I waited until pools were allowed to reopen, six months after the lockdown, before I reactivated my gym membership. And then I went on the very first day. I saw only two other men in the locker room, matched in number by masked janitors busily disinfecting surfaces. The sauna and spacious steam room were closed indefinitely, perhaps forever, bringing to mind the crumbling, ancient baths, or thermae, found in Rome — ruins from another time, another culture. It was all so depressing. But I told myself not to dwell. I quickly changed into a swimsuit and headed to the pool. My swim reservation — 30 minutes, maximum — was for 2:10 p.m. I felt like I was going to a doctor’s appointment.
The lifeguard confirmed my reservation and explained the rules: Wear your mask at all times, except for right before you get into the pool. He handed me a plastic sandwich bag to store it in at poolside. Unlike in the past, swimmers would have a lane to themselves — no lane sharing or circle swimming allowed. Lane 1 was empty, he told me, and I could go ahead and swim.

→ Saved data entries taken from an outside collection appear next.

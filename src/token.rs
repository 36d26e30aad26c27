use std::fmt;
use std::mem;

use serde::Serialize;

/// The different kinds of tokens recognized by the Lox scanner.
///
/// Variants without data represent single-character, operator, or keyword
/// tokens.  `STRING(String)` and `NUMBER(f64)` carry their decoded literal
/// values.  `IDENTIFIER` is used for user-defined names.  `EOF` marks the
/// end of input; the scanner emits exactly one.
#[allow(non_camel_case_types)]
#[derive(Debug, Clone, Serialize)]
pub enum TokenType {
    /// '('
    LEFT_PAREN,

    /// ')'
    RIGHT_PAREN,

    /// '{'
    LEFT_BRACE,

    /// '}'
    RIGHT_BRACE,

    /// ','
    COMMA,

    /// '.'
    DOT,

    /// '-'
    MINUS,

    /// '+'
    PLUS,

    /// ';'
    SEMICOLON,

    /// '/'
    SLASH,

    /// '*'
    STAR,

    /// '!'
    BANG,

    /// '!='
    BANG_EQUAL,

    /// '='
    EQUAL,

    /// '=='
    EQUAL_EQUAL,

    /// '>'
    GREATER,

    /// '>='
    GREATER_EQUAL,

    /// '<'
    LESS,

    /// '<='
    LESS_EQUAL,

    /// A user-defined identifier
    IDENTIFIER,

    /// A string literal (contents without quotes)
    STRING(String),

    /// A numeric literal
    NUMBER(f64),

    /// 'and'
    AND,

    /// 'class'
    CLASS,

    /// 'else'
    ELSE,

    /// 'false'
    FALSE,

    /// 'fun'
    FUN,

    /// 'for'
    FOR,

    /// 'if'
    IF,

    /// 'nil'
    NIL,

    /// 'or'
    OR,

    /// 'print'
    PRINT,

    /// 'return'
    RETURN,

    /// 'super'
    SUPER,

    /// 'this'
    THIS,

    /// 'true'
    TRUE,

    /// 'var'
    VAR,

    /// 'while'
    WHILE,

    /// End-of-input marker
    EOF,
}

impl PartialEq for TokenType {
    /// Two TokenTypes are equal if they share the same variant, ignoring
    /// any literal payload.  The parser's `check`/`matches` helpers rely
    /// on this so a probe like `NUMBER(0.0)` matches every number token.
    fn eq(&self, other: &Self) -> bool {
        mem::discriminant(self) == mem::discriminant(other)
    }
}

impl TokenType {
    /// Variant name without payloads, for token-stream dumps.
    pub fn name(&self) -> &'static str {
        match self {
            TokenType::LEFT_PAREN => "LEFT_PAREN",
            TokenType::RIGHT_PAREN => "RIGHT_PAREN",
            TokenType::LEFT_BRACE => "LEFT_BRACE",
            TokenType::RIGHT_BRACE => "RIGHT_BRACE",
            TokenType::COMMA => "COMMA",
            TokenType::DOT => "DOT",
            TokenType::MINUS => "MINUS",
            TokenType::PLUS => "PLUS",
            TokenType::SEMICOLON => "SEMICOLON",
            TokenType::SLASH => "SLASH",
            TokenType::STAR => "STAR",
            TokenType::BANG => "BANG",
            TokenType::BANG_EQUAL => "BANG_EQUAL",
            TokenType::EQUAL => "EQUAL",
            TokenType::EQUAL_EQUAL => "EQUAL_EQUAL",
            TokenType::GREATER => "GREATER",
            TokenType::GREATER_EQUAL => "GREATER_EQUAL",
            TokenType::LESS => "LESS",
            TokenType::LESS_EQUAL => "LESS_EQUAL",
            TokenType::IDENTIFIER => "IDENTIFIER",
            TokenType::STRING(_) => "STRING",
            TokenType::NUMBER(_) => "NUMBER",
            TokenType::AND => "AND",
            TokenType::CLASS => "CLASS",
            TokenType::ELSE => "ELSE",
            TokenType::FALSE => "FALSE",
            TokenType::FUN => "FUN",
            TokenType::FOR => "FOR",
            TokenType::IF => "IF",
            TokenType::NIL => "NIL",
            TokenType::OR => "OR",
            TokenType::PRINT => "PRINT",
            TokenType::RETURN => "RETURN",
            TokenType::SUPER => "SUPER",
            TokenType::THIS => "THIS",
            TokenType::TRUE => "TRUE",
            TokenType::VAR => "VAR",
            TokenType::WHILE => "WHILE",
            TokenType::EOF => "EOF",
        }
    }
}

/// A scanned token: its type, the exact source lexeme, and the 1-based
/// line it was found on.
///
/// Tokens own their lexemes.  The AST keeps tokens alive well past the
/// source buffer that produced them (closures in a REPL session outlive
/// the line that defined them), so borrowing from the buffer is not an
/// option here.
#[derive(Debug, Clone, Serialize, PartialEq)]
pub struct Token {
    /// The category of this token.
    pub token_type: TokenType,

    /// The exact substring from the source that produced this token.
    pub lexeme: String,

    /// 1-based line number in the source.
    pub line: usize,
}

impl Token {
    pub fn new(token_type: TokenType, lexeme: impl Into<String>, line: usize) -> Self {
        Self {
            token_type,
            lexeme: lexeme.into(),
            line,
        }
    }
}

impl fmt::Display for Token {
    /// `VARIANT lexeme literal` — the literal column prints the decoded
    /// value for strings and numbers (integral numbers render as `N.0`)
    /// and `null` for everything else.
    fn fmt(&self, f: &mut fmt::Formatter<'_>) -> fmt::Result {
        match &self.token_type {
            TokenType::STRING(s) => write!(f, "STRING {} {}", self.lexeme, s),

            TokenType::NUMBER(n) => {
                if n.fract() == 0.0 {
                    let mut buf: itoa::Buffer = itoa::Buffer::new();

                    write!(f, "NUMBER {} {}.0", self.lexeme, buf.format(*n as i64))
                } else {
                    write!(f, "NUMBER {} {}", self.lexeme, n)
                }
            }

            other => write!(f, "{} {} null", other.name(), self.lexeme),
        }
    }
}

Oliver’s lane, I thought: He always swam in Lane 1. The lifeguard would even transfer swimmers from that lane to another just for him because that’s where a ladder was. He always held tightly onto my arm as I guided him to the ladder, his huge flat feet flopping in swim fins.
I took off my mask, put on goggles and plunged in.

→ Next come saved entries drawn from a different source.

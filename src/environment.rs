//! Runtime environments: a chain of name → value frames.
//!
//! Frames are reference-counted and interior-mutable because a frame is
//! shared between the block/call currently executing in it and every
//! closure that captured it; whichever holder lives longest keeps it
//! alive.  The chain only ever points outward (child → enclosing), so no
//! cycles arise.
//!
//! `get`/`assign` search outward and are used for unresolved (global)
//! names; `get_at`/`assign_at` hop exactly the resolver-computed number
//! of ancestors and address that frame directly.

use std::cell::RefCell;
use std::collections::HashMap;
use std::rc::Rc;

use crate::error::LoxError;
use crate::token::Token;
use crate::value::Value;

#[derive(Debug, Clone, Default)]
pub struct Environment {
    values: HashMap<String, Value>,
    pub enclosing: Option<Rc<RefCell<Environment>>>,
}

impl Environment {
    pub fn new() -> Self {
        Environment {
            values: HashMap::new(),
            enclosing: None,
        }
    }

    pub fn with_enclosing(enclosing: Rc<RefCell<Environment>>) -> Self {
        Environment {
            values: HashMap::new(),
            enclosing: Some(enclosing),
        }
    }

    /// Insert or overwrite in *this* frame.  Redeclaration at the same
    /// scope is allowed, consistent with `var` semantics.
    pub fn define(&mut self, name: &str, value: Value) {
        self.values.insert(name.to_string(), value);
    }

    /// Chained lookup: this frame, then each enclosing ancestor.
    pub fn get(&self, name: &Token) -> Result<Value, LoxError> {
        if let Some(value) = self.values.get(&name.lexeme) {
            Ok(value.clone())
        } else if let Some(enclosing) = &self.enclosing {
            enclosing.borrow().get(name)
        } else {
            Err(LoxError::runtime(
                name.line,
                format!("Undefined variable '{}'.", name.lexeme),
            ))
        }
    }

    /// Chained assignment: writes the nearest existing binding.
    pub fn assign(&mut self, name: &Token, value: Value) -> Result<(), LoxError> {
        if self.values.contains_key(&name.lexeme) {
            self.values.insert(name.lexeme.clone(), value);
            Ok(())
        } else if let Some(enclosing) = &self.enclosing {
            enclosing.borrow_mut().assign(name, value)
        } else {
            Err(LoxError::runtime(
                name.line,
                format!("Undefined variable '{}'.", name.lexeme),
            ))
        }
    }

    /// Read a binding at exactly `distance` ancestors out.  No search:
    /// the resolver computed the distance, so the name is present there.
    pub fn get_at(env: &Rc<RefCell<Environment>>, distance: usize, name: &str) -> Value {
        Self::ancestor(env, distance)
            .borrow()
            .values
            .get(name)
            .cloned()
            .expect("resolved binding missing at its recorded depth")
    }

    /// Write a binding at exactly `distance` ancestors out.
    pub fn assign_at(env: &Rc<RefCell<Environment>>, distance: usize, name: &str, value: Value) {
        Self::ancestor(env, distance)
            .borrow_mut()
            .values
            .insert(name.to_string(), value);
    }

    fn ancestor(env: &Rc<RefCell<Environment>>, distance: usize) -> Rc<RefCell<Environment>> {
        let mut current = Rc::clone(env);

        for _ in 0..distance {
            let next = current
                .borrow()
                .enclosing
                .as_ref()
                .expect("no enclosing environment at resolved depth")
                .clone();

            current = next;
        }

        current
    }
}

The water was cold — cold! The pool must have been drained, cleaned, then refilled. Oof! I pushed off, arms outstretched in a V, legs in a scissor kick, until I surfaced about a third of the way down and launched into freestyle. My stroke immediately kicked in, as if not a day had passed since March. I had wondered if it would take time — time to find my rhythm, to synchronize bilateral breathing with crawling arms and legs. But no, my body knew exactly what to do: thrust, pull, kick, rotate — swim. I touched the wall, flipped, pushed off.
Lap after lap, I just swam, grateful to forget about the pandemic, grateful for my health, grateful simply to be alive — my heart racing, my body darting through the water like a dolphin freed from captivity.
Bill Hayes is a photographer and the author of several books, including “How We Live Now: Scenes From the Pandemic,” and the forthcoming “Sweat: A History of Exercise.”